What’s interesting about Nicolosi’s claim is how it echoes through to today’s anti-trans advocacy. Over this weekend, anti-trans group Genspect held a conference in Denver in order to sell its ideas about so-called “exploratory therapy” for trans youth and adults.
Exploratory therapy is meant to counter the affirming approach that has become common in treating trans youth in North America. According to its proponents, it’s designed to help a trans patient examine their feelings of their own gender identity. Practitioners encourage people to find a reason or cause for their transness—such as childhood trauma or comorbid mental health issues—and then therapists use that information against their patients to deny transition treatment.
Groups like Genspect go to great lengths to claim they are not transphobic or anti-trans, instead choosing to portray themselves as saviours of young people from the alleged evils of gender ideology.
So why bring up Dr. Nicolosi here? He too claimed he was not anti-gay while running a full-on conversion therapy practice. “We’re not imposing, we’re not forcing people to change,” he said in a BBC interview. He claimed instead that he was “just exploring” questions like “What kind of experiences might have happened in your childhood that’s turning you away from women?”
Genspect, and others who support “exploratory therapy,” are doing the same thing, but instead of doing it with the sex of prospective romantic partners, they’re doing it with the patient’s gender identity.”
Detransitioners and ex-gays draw attention because they offer a false hope to anti-queer and anti-trans bigots that otherwise naturally occurring LGBTQ2S+ identities can be overcome through religion or therapy. Their existence bolsters the specific political argument that being gay or trans is actually a choice and that enough pressure exerted on individuals will discourage queer and trans people from living out their true identity.
It’s a false and harmful narrative.
The ex-gay movement once crawled so that the current detransitioner movement could run. But the ex-gay movement’s trajectory gives us a window into what the anti-trans detransitioner movement will likely look like in the future.
As broader social acceptance of gay people rose, and especially after marriage equality became law of the land in the U.S. in 2015, the ex-gay movement pretty much completely collapsed. Most of the high-profile ex-gay media darlings left their straight marriages and came out once again as gay or lesbian. Many of them denounced their previous advocacy, recounting how painful of an experience it was.
Some proponents of the ex-gay movement, like newly minted Speaker of the House Mike Johnson, who partnered with ex-gay group Exodus International in the early 2000s, have moved on to target trans people more recently. Johnson has one of the most vehemently anti-trans records of any federal legislator.

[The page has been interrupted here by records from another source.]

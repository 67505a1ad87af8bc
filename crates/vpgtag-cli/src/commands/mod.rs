pub mod batch;
pub mod check;
pub mod dump;
pub mod loader;

#[cfg(test)]
mod loader_tests;
//! Tests for CLI dispatch logic.
//!
//! These tests verify:
//! 1. Analysis flags map onto `AnalysisConfig`
//! 2. Defaults match the library defaults
//! 3. Required positionals are enforced

use std::path::PathBuf;

use super::*;
use crate::cli::commands::{batch_command, check_command, dump_command};

#[test]
fn check_defaults() {
    let m = check_command()
        .try_get_matches_from(["check", "Json.g4"])
        .unwrap();
    let params = CheckParams::from_matches(&m);

    assert_eq!(params.grammar_path, PathBuf::from("Json.g4"));
    assert_eq!(params.config.max_non_terminals, 70);
    assert!(!params.config.brute_force);
    assert!(params.config.remove_contradictions);
    assert!(params.config.simplify);
    assert_eq!(params.color, ColorChoice::Auto);
}

#[test]
fn check_analysis_flags() {
    let m = check_command()
        .try_get_matches_from([
            "check",
            "Json.g4",
            "--max-nonterminals",
            "200",
            "--brute-force",
            "--keep-contradictions",
            "--no-simplify",
            "--color",
            "never",
        ])
        .unwrap();
    let params = CheckParams::from_matches(&m);

    assert_eq!(params.config.max_non_terminals, 200);
    assert!(params.config.brute_force);
    assert!(!params.config.remove_contradictions);
    assert!(!params.config.simplify);
    assert_eq!(params.color, ColorChoice::Never);
}

#[test]
fn check_requires_grammar() {
    let result = check_command().try_get_matches_from(["check"]);

    assert!(result.is_err());
}

#[test]
fn max_nonterminals_must_be_a_number() {
    let result =
        check_command().try_get_matches_from(["check", "Json.g4", "--max-nonterminals", "many"]);

    assert!(result.is_err());
}

#[test]
fn dump_json_flag() {
    let m = dump_command()
        .try_get_matches_from(["dump", "Json.g4", "--json", "--color", "always"])
        .unwrap();
    let params = DumpParams::from_matches(&m);

    assert!(params.json);
    assert_eq!(params.color, ColorChoice::Always);
    assert!(params.color.should_colorize());
}

#[test]
fn batch_default_output() {
    let m = batch_command()
        .try_get_matches_from(["batch", "grammars-v4"])
        .unwrap();
    let params = BatchParams::from_matches(&m);

    assert_eq!(params.input_dir, PathBuf::from("grammars-v4"));
    assert_eq!(params.output_dir, PathBuf::from("results"));
}

#[test]
fn batch_output_and_analysis_flags() {
    let m = batch_command()
        .try_get_matches_from(["batch", "grammars-v4", "-o", "out", "--brute-force"])
        .unwrap();
    let params = BatchParams::from_matches(&m);

    assert_eq!(params.output_dir, PathBuf::from("out"));
    assert!(params.config.brute_force);
}

#[test]
fn batch_rejects_color() {
    let result = batch_command().try_get_matches_from(["batch", "dir", "--color", "always"]);

    assert!(result.is_err());
}

#[test]
fn help_lists_analysis_flags() {
    let help = dump_command().render_help().to_string();

    assert!(help.contains("--max-nonterminals"));
    assert!(help.contains("--brute-force"));
    assert!(help.contains("--keep-contradictions"));
    assert!(help.contains("--no-simplify"));
}
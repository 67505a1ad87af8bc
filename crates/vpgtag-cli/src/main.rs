mod cli;
mod commands;

use tracing_subscriber::EnvFilter;

use cli::{BatchParams, CheckParams, DumpParams, build_cli};

fn main() {
    let matches = build_cli().get_matches();

    // Batch runs report progress per grammar; single-grammar commands stay quiet.
    let default_level = match matches.subcommand_name() {
        Some("batch") => "info",
        _ => "warn",
    };
    tracing_subscriber::fmt()
        .with_env_filter(
            EnvFilter::try_from_default_env().unwrap_or_else(|_| EnvFilter::new(default_level)),
        )
        .with_target(false)
        .with_writer(std::io::stderr)
        .init();

    match matches.subcommand() {
        Some(("check", m)) => {
            let params = CheckParams::from_matches(m);
            commands::check::run(params.into());
        }
        Some(("dump", m)) => {
            let params = DumpParams::from_matches(m);
            commands::dump::run(params.into());
        }
        Some(("batch", m)) => {
            let params = BatchParams::from_matches(m);
            commands::batch::run(params.into());
        }
        _ => unreachable!("clap should have caught this"),
    }
}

The anti-trans detransitioner movement will pass. While some people detransition under duress, others do legitimately choose detransition for themselves. And many detransitioners remain supportive of trans rights and access to care for trans people. Detransition as a concept will not completely disappear once the movement passes. Detrans people need support and shouldn’t be demonized for their identities, just as trans people need support and shouldn’t be demonized. And just as with the ex-gay movement, the existence of detransitioners does not mean we need to restrict gender-affirming care any further.
What we need for both trans and detrans people is acceptance of gender nonconforming bodies in general. Mind your own body and leave ours alone.